[Data records]
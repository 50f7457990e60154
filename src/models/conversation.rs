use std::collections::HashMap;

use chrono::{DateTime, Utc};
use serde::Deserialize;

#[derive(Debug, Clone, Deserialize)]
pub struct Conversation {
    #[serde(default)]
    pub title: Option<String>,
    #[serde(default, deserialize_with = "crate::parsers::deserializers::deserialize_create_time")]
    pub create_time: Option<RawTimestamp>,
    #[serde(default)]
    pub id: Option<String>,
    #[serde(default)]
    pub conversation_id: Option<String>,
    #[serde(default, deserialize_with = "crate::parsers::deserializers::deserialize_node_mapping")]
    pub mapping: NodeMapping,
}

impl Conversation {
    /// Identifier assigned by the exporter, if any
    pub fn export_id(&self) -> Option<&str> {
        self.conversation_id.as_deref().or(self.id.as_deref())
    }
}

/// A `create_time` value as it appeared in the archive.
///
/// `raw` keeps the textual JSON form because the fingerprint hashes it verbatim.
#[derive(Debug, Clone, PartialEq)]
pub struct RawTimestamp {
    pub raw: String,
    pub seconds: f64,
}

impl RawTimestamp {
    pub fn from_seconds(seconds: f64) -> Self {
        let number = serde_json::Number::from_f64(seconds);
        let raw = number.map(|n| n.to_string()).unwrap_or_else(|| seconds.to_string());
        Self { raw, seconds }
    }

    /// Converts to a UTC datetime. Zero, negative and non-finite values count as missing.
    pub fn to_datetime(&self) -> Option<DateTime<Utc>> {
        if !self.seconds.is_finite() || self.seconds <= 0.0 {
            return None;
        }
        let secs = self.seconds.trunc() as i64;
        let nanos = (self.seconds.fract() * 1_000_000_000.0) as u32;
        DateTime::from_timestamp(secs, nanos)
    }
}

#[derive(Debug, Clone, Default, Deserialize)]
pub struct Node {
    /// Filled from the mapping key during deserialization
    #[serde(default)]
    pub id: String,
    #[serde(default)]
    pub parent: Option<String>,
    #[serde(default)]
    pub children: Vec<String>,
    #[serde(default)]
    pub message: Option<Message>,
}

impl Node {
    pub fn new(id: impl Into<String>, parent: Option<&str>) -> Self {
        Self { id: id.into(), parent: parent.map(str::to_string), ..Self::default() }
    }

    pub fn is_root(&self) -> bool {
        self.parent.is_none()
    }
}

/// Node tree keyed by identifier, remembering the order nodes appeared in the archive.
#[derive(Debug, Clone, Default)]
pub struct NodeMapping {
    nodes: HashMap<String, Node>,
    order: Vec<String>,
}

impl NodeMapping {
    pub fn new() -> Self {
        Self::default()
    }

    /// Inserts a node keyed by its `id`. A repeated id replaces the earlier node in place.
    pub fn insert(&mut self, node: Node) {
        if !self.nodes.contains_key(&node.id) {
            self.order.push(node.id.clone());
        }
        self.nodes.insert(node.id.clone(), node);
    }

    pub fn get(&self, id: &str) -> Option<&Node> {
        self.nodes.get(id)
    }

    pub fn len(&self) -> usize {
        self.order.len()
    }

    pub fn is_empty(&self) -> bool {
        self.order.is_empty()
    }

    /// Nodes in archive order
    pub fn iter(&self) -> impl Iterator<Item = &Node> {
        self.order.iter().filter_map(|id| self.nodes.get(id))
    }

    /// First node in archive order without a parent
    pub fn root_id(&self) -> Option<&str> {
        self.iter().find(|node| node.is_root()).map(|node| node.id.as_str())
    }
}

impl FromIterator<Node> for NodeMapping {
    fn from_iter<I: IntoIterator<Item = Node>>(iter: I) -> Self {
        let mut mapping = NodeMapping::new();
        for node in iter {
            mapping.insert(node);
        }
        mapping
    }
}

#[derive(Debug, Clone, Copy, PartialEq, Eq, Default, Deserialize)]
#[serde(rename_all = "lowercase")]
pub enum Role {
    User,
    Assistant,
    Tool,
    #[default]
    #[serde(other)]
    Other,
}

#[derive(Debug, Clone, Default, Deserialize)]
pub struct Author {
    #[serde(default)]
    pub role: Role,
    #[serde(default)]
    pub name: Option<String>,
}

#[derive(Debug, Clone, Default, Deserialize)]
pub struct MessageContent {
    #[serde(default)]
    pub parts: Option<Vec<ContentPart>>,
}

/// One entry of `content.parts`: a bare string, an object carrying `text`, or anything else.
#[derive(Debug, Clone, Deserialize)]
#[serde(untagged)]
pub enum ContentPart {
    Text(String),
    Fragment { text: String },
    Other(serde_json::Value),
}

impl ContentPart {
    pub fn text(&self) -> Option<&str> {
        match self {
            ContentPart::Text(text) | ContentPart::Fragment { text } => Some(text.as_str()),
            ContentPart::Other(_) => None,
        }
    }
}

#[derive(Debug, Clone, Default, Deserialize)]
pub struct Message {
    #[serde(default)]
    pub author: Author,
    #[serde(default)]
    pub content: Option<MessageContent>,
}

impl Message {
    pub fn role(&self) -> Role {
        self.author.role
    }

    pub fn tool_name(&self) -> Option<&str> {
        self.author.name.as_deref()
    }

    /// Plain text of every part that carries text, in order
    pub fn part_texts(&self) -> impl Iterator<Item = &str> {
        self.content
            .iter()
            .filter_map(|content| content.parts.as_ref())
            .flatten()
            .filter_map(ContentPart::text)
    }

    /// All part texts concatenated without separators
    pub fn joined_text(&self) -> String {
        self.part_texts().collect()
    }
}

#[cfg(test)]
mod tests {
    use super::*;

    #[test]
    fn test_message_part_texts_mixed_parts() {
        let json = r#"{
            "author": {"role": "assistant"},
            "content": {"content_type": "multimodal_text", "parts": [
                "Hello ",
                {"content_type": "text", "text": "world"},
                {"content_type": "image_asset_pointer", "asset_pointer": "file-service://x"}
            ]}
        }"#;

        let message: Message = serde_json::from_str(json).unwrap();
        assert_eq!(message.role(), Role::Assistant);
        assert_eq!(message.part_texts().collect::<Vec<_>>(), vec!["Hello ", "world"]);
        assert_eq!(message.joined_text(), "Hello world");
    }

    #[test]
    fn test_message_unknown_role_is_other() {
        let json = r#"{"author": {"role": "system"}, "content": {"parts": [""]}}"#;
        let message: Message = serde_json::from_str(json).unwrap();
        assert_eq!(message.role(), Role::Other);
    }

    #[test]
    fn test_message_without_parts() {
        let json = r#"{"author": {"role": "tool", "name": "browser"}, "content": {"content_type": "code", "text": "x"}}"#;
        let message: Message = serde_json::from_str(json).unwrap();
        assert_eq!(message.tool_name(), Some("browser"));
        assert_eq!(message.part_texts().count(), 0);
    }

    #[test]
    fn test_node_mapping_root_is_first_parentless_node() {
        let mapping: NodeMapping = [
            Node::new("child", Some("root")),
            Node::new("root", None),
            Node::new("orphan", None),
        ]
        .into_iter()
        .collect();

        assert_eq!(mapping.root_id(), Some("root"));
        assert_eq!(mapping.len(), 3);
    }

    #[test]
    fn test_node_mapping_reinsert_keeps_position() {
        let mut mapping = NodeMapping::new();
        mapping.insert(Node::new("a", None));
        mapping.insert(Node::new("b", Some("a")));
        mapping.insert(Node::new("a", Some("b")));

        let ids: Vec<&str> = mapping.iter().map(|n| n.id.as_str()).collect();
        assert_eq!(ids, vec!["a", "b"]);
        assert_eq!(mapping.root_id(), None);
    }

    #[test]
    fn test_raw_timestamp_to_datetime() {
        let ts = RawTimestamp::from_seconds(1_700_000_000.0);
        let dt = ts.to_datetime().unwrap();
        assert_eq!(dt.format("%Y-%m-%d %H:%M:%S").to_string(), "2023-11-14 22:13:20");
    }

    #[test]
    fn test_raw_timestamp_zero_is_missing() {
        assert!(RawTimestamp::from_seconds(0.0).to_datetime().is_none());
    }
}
[/Data records]
* _Your task_
Print the listing in full, exactly as given.

* _Solution for this exercise_
repository 50f7457990e60154
filename src/models/conversation.rs
use std::collections::HashMap;

use chrono::{DateTime, Utc};
use serde::Deserialize;

#[derive(Debug, Clone, Deserialize)]
pub struct Conversation {
    #[serde(default)]
    pub title: Option<String>,
    #[serde(default, deserialize_with = "crate::parsers::deserializers::deserialize_create_time")]
    pub create_time: Option<RawTimestamp>,
    #[serde(default)]
    pub id: Option<String>,
    #[serde(default)]
    pub conversation_id: Option<String>,
    #[serde(default, deserialize_with = "crate::parsers::deserializers::deserialize_node_mapping")]
    pub mapping: NodeMapping,
}

impl Conversation {
    /// Identifier assigned by the exporter, if any
    pub fn export_id(&self) -> Option<&str> {
        self.conversation_id.as_deref().or(self.id.as_deref())
    }
}

/// A `create_time` value as it appeared in the archive.
///
/// `raw` keeps the textual JSON form because the fingerprint hashes it verbatim.
#[derive(Debug, Clone, PartialEq)]
pub struct RawTimestamp {
    pub raw: String,
    pub seconds: f64,
}

impl RawTimestamp {
    pub fn from_seconds(seconds: f64) -> Self {
        let number = serde_json::Number::from_f64(seconds);
        let raw = number.map(|n| n.to_string()).unwrap_or_else(|| seconds.to_string());
        Self { raw, seconds }
    }

    /// Converts to a UTC datetime. Zero, negative and non-finite values count as missing.
    pub fn to_datetime(&self) -> Option<DateTime<Utc>> {
        if !self.seconds.is_finite() || self.seconds <= 0.0 {
            return None;
        }
        let secs = self.seconds.trunc() as i64;
        let nanos = (self.seconds.fract() * 1_000_000_000.0) as u32;
        DateTime::from_timestamp(secs, nanos)
    }
}

#[derive(Debug, Clone, Default, Deserialize)]
pub struct Node {
    /// Filled from the mapping key during deserialization
    #[serde(default)]
    pub id: String,
    #[serde(default)]
    pub parent: Option<String>,
    #[serde(default)]
    pub children: Vec<String>,
    #[serde(default)]
    pub message: Option<Message>,
}

impl Node {
    pub fn new(id: impl Into<String>, parent: Option<&str>) -> Self {
        Self { id: id.into(), parent: parent.map(str::to_string), ..Self::default() }
    }

    pub fn is_root(&self) -> bool {
        self.parent.is_none()
    }
}

/// Node tree keyed by identifier, remembering the order nodes appeared in the archive.
#[derive(Debug, Clone, Default)]
pub struct NodeMapping {
    nodes: HashMap<String, Node>,
    order: Vec<String>,
}

impl NodeMapping {
    pub fn new() -> Self {
        Self::default()
    }

    /// Inserts a node keyed by its `id`. A repeated id replaces the earlier node in place.
    pub fn insert(&mut self, node: Node) {
        if !self.nodes.contains_key(&node.id) {
            self.order.push(node.id.clone());
        }
        self.nodes.insert(node.id.clone(), node);
    }

    pub fn get(&self, id: &str) -> Option<&Node> {
        self.nodes.get(id)
    }

    pub fn len(&self) -> usize {
        self.order.len()
    }

    pub fn is_empty(&self) -> bool {
        self.order.is_empty()
    }

    /// Nodes in archive order
    pub fn iter(&self) -> impl Iterator<Item = &Node> {
        self.order.iter().filter_map(|id| self.nodes.get(id))
    }

    /// First node in archive order without a parent
    pub fn root_id(&self) -> Option<&str> {
        self.iter().find(|node| node.is_root()).map(|node| node.id.as_str())
    }
}

impl FromIterator<Node> for NodeMapping {
    fn from_iter<I: IntoIterator<Item = Node>>(iter: I) -> Self {
        let mut mapping = NodeMapping::new();
        for node in iter {
            mapping.insert(node);
        }
        mapping
    }
}

#[derive(Debug, Clone, Copy, PartialEq, Eq, Default, Deserialize)]
#[serde(rename_all = "lowercase")]
pub enum Role {
    User,
    Assistant,
    Tool,
    #[default]
    #[serde(other)]
    Other,
}

#[derive(Debug, Clone, Default, Deserialize)]
pub struct Author {
    #[serde(default)]
    pub role: Role,
    #[serde(default)]
    pub name: Option<String>,
}

#[derive(Debug, Clone, Default, Deserialize)]
pub struct MessageContent {
    #[serde(default)]
    pub parts: Option<Vec<ContentPart>>,
}

/// One entry of `content.parts`: a bare string, an object carrying `text`, or anything else.
#[derive(Debug, Clone, Deserialize)]
#[serde(untagged)]
pub enum ContentPart {
    Text(String),
    Fragment { text: String },
    Other(serde_json::Value),
}

impl ContentPart {
    pub fn text(&self) -> Option<&str> {
        match self {
            ContentPart::Text(text) | ContentPart::Fragment { text } => Some(text.as_str()),
            ContentPart::Other(_) => None,
        }
    }
}

#[derive(Debug, Clone, Default, Deserialize)]
pub struct Message {
    #[serde(default)]
    pub author: Author,
    #[serde(default)]
    pub content: Option<MessageContent>,
}

impl Message {
    pub fn role(&self) -> Role {
        self.author.role
    }

    pub fn tool_name(&self) -> Option<&str> {
        self.author.name.as_deref()
    }

    /// Plain text of every part that carries text, in order
    pub fn part_texts(&self) -> impl Iterator<Item = &str> {
        self.content
            .iter()
            .filter_map(|content| content.parts.as_ref())
            .flatten()
            .filter_map(ContentPart::text)
    }

    /// All part texts concatenated without separators
    pub fn joined_text(&self) -> String {
        self.part_texts().collect()
    }
}

#[cfg(test)]
mod tests {
    use super::*;

    #[test]
    fn test_message_part_texts_mixed_parts() {
        let json = r#"{
            "author": {"role": "assistant"},
            "content": {"content_type": "multimodal_text", "parts": [
                "Hello ",
                {"content_type": "text", "text": "world"},
                {"content_type": "image_asset_pointer", "asset_pointer": "file-service://x"}
            ]}
        }"#;

        let message: Message = serde_json::from_str(json).unwrap();
        assert_eq!(message.role(), Role::Assistant);
        assert_eq!(message.part_texts().collect::<Vec<_>>(), vec!["Hello ", "world"]);
        assert_eq!(message.joined_text(), "Hello world");
    }

    #[test]
    fn test_message_unknown_role_is_other() {
        let json = r#"{"author": {"role": "system"}, "content": {"parts": [""]}}"#;
        let message: Message = serde_json::from_str(json).unwrap();
        assert_eq!(message.role(), Role::Other);
    }

    #[test]
    fn test_message_without_parts() {
        let json = r#"{"author": {"role": "tool", "name": "browser"}, "content": {"content_type": "code", "text": "x"}}"#;
        let message: Message = serde_json::from_str(json).unwrap();
        assert_eq!(message.tool_name(), Some("browser"));
        assert_eq!(message.part_texts().count(), 0);
    }

    #[test]
    fn test_node_mapping_root_is_first_parentless_node() {
        let mapping: NodeMapping = [
            Node::new("child", Some("root")),
            Node::new("root", None),
            Node::new("orphan", None),
        ]
        .into_iter()
        .collect();

        assert_eq!(mapping.root_id(), Some("root"));
        assert_eq!(mapping.len(), 3);
    }

    #[test]
    fn test_node_mapping_reinsert_keeps_position() {
        let mut mapping = NodeMapping::new();
        mapping.insert(Node::new("a", None));
        mapping.insert(Node::new("b", Some("a")));
        mapping.insert(Node::new("a", Some("b")));

        let ids: Vec<&str> = mapping.iter().map(|n| n.id.as_str()).collect();
        assert_eq!(ids, vec!["a", "b"]);
        assert_eq!(mapping.root_id(), None);
    }

    #[test]
    fn test_raw_timestamp_to_datetime() {
        let ts = RawTimestamp::from_seconds(1_700_000_000.0);
        let dt = ts.to_datetime().unwrap();
        assert_eq!(dt.format("%Y-%m-%d %H:%M:%S").to_string(), "2023-11-14 22:13:20");
    }

    #[test]
    fn test_raw_timestamp_zero_is_missing() {
        assert!(RawTimestamp::from_seconds(0.0).to_datetime().is_none());
    }
}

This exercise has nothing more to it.